Fine, yup! Excellent at first sight. I have just finished my high schooling, way for me for higher studies. Hey, no big feat. So did thousands of other students. So what special about it? Nothing.
I have just scored 68%, hopefully highest in school (in commerce only). That means I am all better than my friends and classmates, sadly enough, some of them even didn’t passed (and some left with compartments).
Friend who called me early in the morning that result has been announced himself got failed, It is awkward, how come you console someone who has failed in exams? How come you celebrate your own success? I had only one thing for him, “Failures are badges of success”. It was awkward again; this so-called thought couldn’t justify his effort of repeating same class once more. Sometime, you don’t need to shed out tears to let others know you are crying.
Emotions apart, where do I place myself in larger context. Let us examine.

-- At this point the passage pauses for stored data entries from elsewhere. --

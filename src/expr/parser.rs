//! Condition expression parser
//!
//! A small dedicated tokenizer and recursive-descent parser for the
//! restricted expression grammar: arithmetic, comparisons (with Python-style
//! chaining), `and`/`or`/`not`, literals and bare identifiers. Anything a
//! general-purpose language would add on top (calls, attribute access,
//! subscripting, assignment) is rejected with an explicit message instead
//! of ever reaching evaluation.

use crate::error::{DisallowedConstruct, StyleEngineError, Result};
use crate::expr::ast::{BinaryOp, BoolOp, CmpOp, Expr, UnaryOp, Value};

/// Parse a condition expression string into an AST
pub fn parse(expr: &str) -> Result<Expr> {
    let expr = expr.trim();
    if expr.is_empty() {
        return Err(StyleEngineError::InvalidExpression(
            "empty expression".to_string(),
        ));
    }

    let tokens = tokenize(expr)?;
    let mut parser = Parser { tokens, pos: 0 };
    let ast = parser.parse_or()?;
    match parser.peek() {
        None => Ok(ast),
        // A '(' trailing a complete value is a call; likewise '.' and '['
        // are attribute access and subscripting. Name the construct class
        // rather than reporting a generic syntax error.
        Some(Token::LParen) => Err(StyleEngineError::Disallowed(
            DisallowedConstruct::FunctionCall,
        )),
        Some(Token::Dot) => Err(StyleEngineError::Disallowed(
            DisallowedConstruct::AttributeAccess,
        )),
        Some(Token::LBracket) => Err(StyleEngineError::Disallowed(DisallowedConstruct::Subscript)),
        Some(tok) => Err(StyleEngineError::InvalidExpression(format!(
            "unexpected token '{}'",
            tok
        ))),
    }
}

#[derive(Debug, Clone, PartialEq)]
enum Token {
    Num(f64),
    Str(String),
    Ident(String),
    True,
    False,
    And,
    Or,
    Not,
    Plus,
    Minus,
    Star,
    Slash,
    Percent,
    LParen,
    RParen,
    Eq,
    Ne,
    Lt,
    Le,
    Gt,
    Ge,
    Assign,
    Dot,
    LBracket,
    RBracket,
}

impl std::fmt::Display for Token {
    fn fmt(&self, f: &mut std::fmt::Formatter<'_>) -> std::fmt::Result {
        match self {
            Token::Num(n) => write!(f, "{}", n),
            Token::Str(s) => write!(f, "'{}'", s),
            Token::Ident(name) => write!(f, "{}", name),
            Token::True => write!(f, "true"),
            Token::False => write!(f, "false"),
            Token::And => write!(f, "and"),
            Token::Or => write!(f, "or"),
            Token::Not => write!(f, "not"),
            Token::Plus => write!(f, "+"),
            Token::Minus => write!(f, "-"),
            Token::Star => write!(f, "*"),
            Token::Slash => write!(f, "/"),
            Token::Percent => write!(f, "%"),
            Token::LParen => write!(f, "("),
            Token::RParen => write!(f, ")"),
            Token::Eq => write!(f, "=="),
            Token::Ne => write!(f, "!="),
            Token::Lt => write!(f, "<"),
            Token::Le => write!(f, "<="),
            Token::Gt => write!(f, ">"),
            Token::Ge => write!(f, ">="),
            Token::Assign => write!(f, "="),
            Token::Dot => write!(f, "."),
            Token::LBracket => write!(f, "["),
            Token::RBracket => write!(f, "]"),
        }
    }
}

fn tokenize(expr: &str) -> Result<Vec<Token>> {
    let mut tokens = Vec::new();
    let chars: Vec<char> = expr.chars().collect();
    let mut i = 0;

    while i < chars.len() {
        let c = chars[i];
        match c {
            ' ' | '\t' => i += 1,
            '(' => {
                tokens.push(Token::LParen);
                i += 1;
            }
            ')' => {
                tokens.push(Token::RParen);
                i += 1;
            }
            '[' => {
                tokens.push(Token::LBracket);
                i += 1;
            }
            ']' => {
                tokens.push(Token::RBracket);
                i += 1;
            }
            '.' => {
                tokens.push(Token::Dot);
                i += 1;
            }
            '+' => {
                tokens.push(Token::Plus);
                i += 1;
            }
            '-' => {
                tokens.push(Token::Minus);
                i += 1;
            }
            '*' => {
                tokens.push(Token::Star);
                i += 1;
            }
            '/' => {
                tokens.push(Token::Slash);
                i += 1;
            }
            '%' => {
                tokens.push(Token::Percent);
                i += 1;
            }
            '=' if chars.get(i + 1) == Some(&'=') => {
                tokens.push(Token::Eq);
                i += 2;
            }
            '=' => {
                tokens.push(Token::Assign);
                i += 1;
            }
            '!' if chars.get(i + 1) == Some(&'=') => {
                tokens.push(Token::Ne);
                i += 2;
            }
            '<' if chars.get(i + 1) == Some(&'=') => {
                tokens.push(Token::Le);
                i += 2;
            }
            '<' => {
                tokens.push(Token::Lt);
                i += 1;
            }
            '>' if chars.get(i + 1) == Some(&'=') => {
                tokens.push(Token::Ge);
                i += 2;
            }
            '>' => {
                tokens.push(Token::Gt);
                i += 1;
            }
            '\'' | '"' => {
                let quote = c;
                let mut s = String::new();
                i += 1;
                loop {
                    match chars.get(i) {
                        Some(&ch) if ch == quote => {
                            i += 1;
                            break;
                        }
                        Some(&ch) => {
                            s.push(ch);
                            i += 1;
                        }
                        None => {
                            return Err(StyleEngineError::InvalidExpression(
                                "unterminated string literal".to_string(),
                            ))
                        }
                    }
                }
                tokens.push(Token::Str(s));
            }
            '0'..='9' => {
                let start = i;
                let mut seen_dot = false;
                while i < chars.len() {
                    match chars[i] {
                        '0'..='9' => i += 1,
                        '.' if !seen_dot => {
                            seen_dot = true;
                            i += 1;
                        }
                        _ => break,
                    }
                }
                let text: String = chars[start..i].iter().collect();
                let num = text.parse::<f64>().map_err(|_| {
                    StyleEngineError::InvalidExpression(format!("invalid number '{}'", text))
                })?;
                tokens.push(Token::Num(num));
            }
            'a'..='z' | 'A'..='Z' | '_' => {
                let start = i;
                while i < chars.len()
                    && (chars[i].is_ascii_alphanumeric() || chars[i] == '_')
                {
                    i += 1;
                }
                let word: String = chars[start..i].iter().collect();
                tokens.push(match word.as_str() {
                    "and" => Token::And,
                    "or" => Token::Or,
                    "not" => Token::Not,
                    // Python-style capitalized literals are accepted since
                    // existing projects contain conditions written both ways.
                    "true" | "True" => Token::True,
                    "false" | "False" => Token::False,
                    _ => Token::Ident(word),
                });
            }
            _ => {
                return Err(StyleEngineError::InvalidExpression(format!(
                    "unexpected character '{}'",
                    c
                )))
            }
        }
    }

    Ok(tokens)
}

struct Parser {
    tokens: Vec<Token>,
    pos: usize,
}

impl Parser {
    fn peek(&self) -> Option<&Token> {
        self.tokens.get(self.pos)
    }

    fn advance(&mut self) -> Option<Token> {
        let tok = self.tokens.get(self.pos).cloned();
        if tok.is_some() {
            self.pos += 1;
        }
        tok
    }

    fn parse_or(&mut self) -> Result<Expr> {
        let first = self.parse_and()?;
        if self.peek() != Some(&Token::Or) {
            return Ok(first);
        }
        let mut operands = vec![first];
        while self.peek() == Some(&Token::Or) {
            self.advance();
            operands.push(self.parse_and()?);
        }
        Ok(Expr::Bool {
            op: BoolOp::Or,
            operands,
        })
    }

    fn parse_and(&mut self) -> Result<Expr> {
        let first = self.parse_not()?;
        if self.peek() != Some(&Token::And) {
            return Ok(first);
        }
        let mut operands = vec![first];
        while self.peek() == Some(&Token::And) {
            self.advance();
            operands.push(self.parse_not()?);
        }
        Ok(Expr::Bool {
            op: BoolOp::And,
            operands,
        })
    }

    fn parse_not(&mut self) -> Result<Expr> {
        if self.peek() == Some(&Token::Not) {
            self.advance();
            let operand = self.parse_not()?;
            return Ok(Expr::Unary {
                op: UnaryOp::Not,
                operand: Box::new(operand),
            });
        }
        self.parse_comparison()
    }

    fn parse_comparison(&mut self) -> Result<Expr> {
        let first = self.parse_arith()?;
        let mut rest = Vec::new();
        loop {
            let op = match self.peek() {
                Some(Token::Eq) => CmpOp::Eq,
                Some(Token::Ne) => CmpOp::Ne,
                Some(Token::Lt) => CmpOp::Lt,
                Some(Token::Le) => CmpOp::Le,
                Some(Token::Gt) => CmpOp::Gt,
                Some(Token::Ge) => CmpOp::Ge,
                _ => break,
            };
            self.advance();
            rest.push((op, self.parse_arith()?));
        }
        if rest.is_empty() {
            Ok(first)
        } else {
            Ok(Expr::Compare {
                first: Box::new(first),
                rest,
            })
        }
    }

    fn parse_arith(&mut self) -> Result<Expr> {
        let mut left = self.parse_term()?;
        loop {
            let op = match self.peek() {
                Some(Token::Plus) => BinaryOp::Add,
                Some(Token::Minus) => BinaryOp::Sub,
                _ => break,
            };
            self.advance();
            let right = self.parse_term()?;
            left = Expr::Binary {
                op,
                left: Box::new(left),
                right: Box::new(right),
            };
        }
        Ok(left)
    }

    fn parse_term(&mut self) -> Result<Expr> {
        let mut left = self.parse_unary()?;
        loop {
            let op = match self.peek() {
                Some(Token::Star) => BinaryOp::Mul,
                Some(Token::Slash) => BinaryOp::Div,
                Some(Token::Percent) => BinaryOp::Mod,
                _ => break,
            };
            self.advance();
            let right = self.parse_unary()?;
            left = Expr::Binary {
                op,
                left: Box::new(left),
                right: Box::new(right),
            };
        }
        Ok(left)
    }

    fn parse_unary(&mut self) -> Result<Expr> {
        match self.peek() {
            Some(Token::Plus) => {
                self.advance();
                let operand = self.parse_unary()?;
                Ok(Expr::Unary {
                    op: UnaryOp::Plus,
                    operand: Box::new(operand),
                })
            }
            Some(Token::Minus) => {
                self.advance();
                let operand = self.parse_unary()?;
                Ok(Expr::Unary {
                    op: UnaryOp::Minus,
                    operand: Box::new(operand),
                })
            }
            _ => self.parse_postfix(),
        }
    }

    /// Parse a primary and reject the postfix forms the grammar forbids.
    fn parse_postfix(&mut self) -> Result<Expr> {
        let primary = self.parse_primary()?;
        match self.peek() {
            Some(Token::LParen) => Err(StyleEngineError::Disallowed(
                DisallowedConstruct::FunctionCall,
            )),
            Some(Token::Dot) => Err(StyleEngineError::Disallowed(
                DisallowedConstruct::AttributeAccess,
            )),
            Some(Token::LBracket) => {
                Err(StyleEngineError::Disallowed(DisallowedConstruct::Subscript))
            }
            _ => Ok(primary),
        }
    }

    fn parse_primary(&mut self) -> Result<Expr> {
        match self.advance() {
            Some(Token::Num(n)) => Ok(Expr::Literal(Value::Num(n))),
            Some(Token::Str(s)) => Ok(Expr::Literal(Value::Str(s))),
            Some(Token::True) => Ok(Expr::Literal(Value::Bool(true))),
            Some(Token::False) => Ok(Expr::Literal(Value::Bool(false))),
            Some(Token::Ident(name)) => Ok(Expr::Name(name)),
            Some(Token::LParen) => {
                let inner = self.parse_or()?;
                match self.advance() {
                    Some(Token::RParen) => Ok(inner),
                    Some(tok) => Err(StyleEngineError::InvalidExpression(format!(
                        "expected ')', found '{}'",
                        tok
                    ))),
                    None => Err(StyleEngineError::InvalidExpression(
                        "expected ')'".to_string(),
                    )),
                }
            }
            Some(tok) => Err(StyleEngineError::InvalidExpression(format!(
                "unexpected token '{}'",
                tok
            ))),
            None => Err(StyleEngineError::InvalidExpression(
                "unexpected end of expression".to_string(),
            )),
        }
    }
}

Let us throw facts, as many as 1,905 students made above the 90%. One girl from our state exam board secured 98.2% something. Oh! jaws dropped. Big photo on the front page is all I can imagine. How happy she will be and why not? She has put efforts and therefore good results. ( 😉 not LAZY)
Let us turn to the darker side, many students even committed suicide. How sad? I used to think often where excellence is not good enough, until I read this one. A girl with 86% committed a suicide, why? Probably she wasn’t satisfied with her result. That way, I would have to commit suicide thousand times. Hey that is silly thing to do, who you are to dare to weigh the importance and VALUE of human life with some stupid certificates and papers. POOR EDUCATION SYSTEM.
Never mind, I can’t do anything. This vicious circle goes on, next year, same result, same story, and same next year. It goes on. I can’t help it, because I am not the education minister, I am not the board president. I can’t review the whole education system. If I were they, I would have made it mandatory to pass everyone. That’s best things about dreams, they cost you nothing.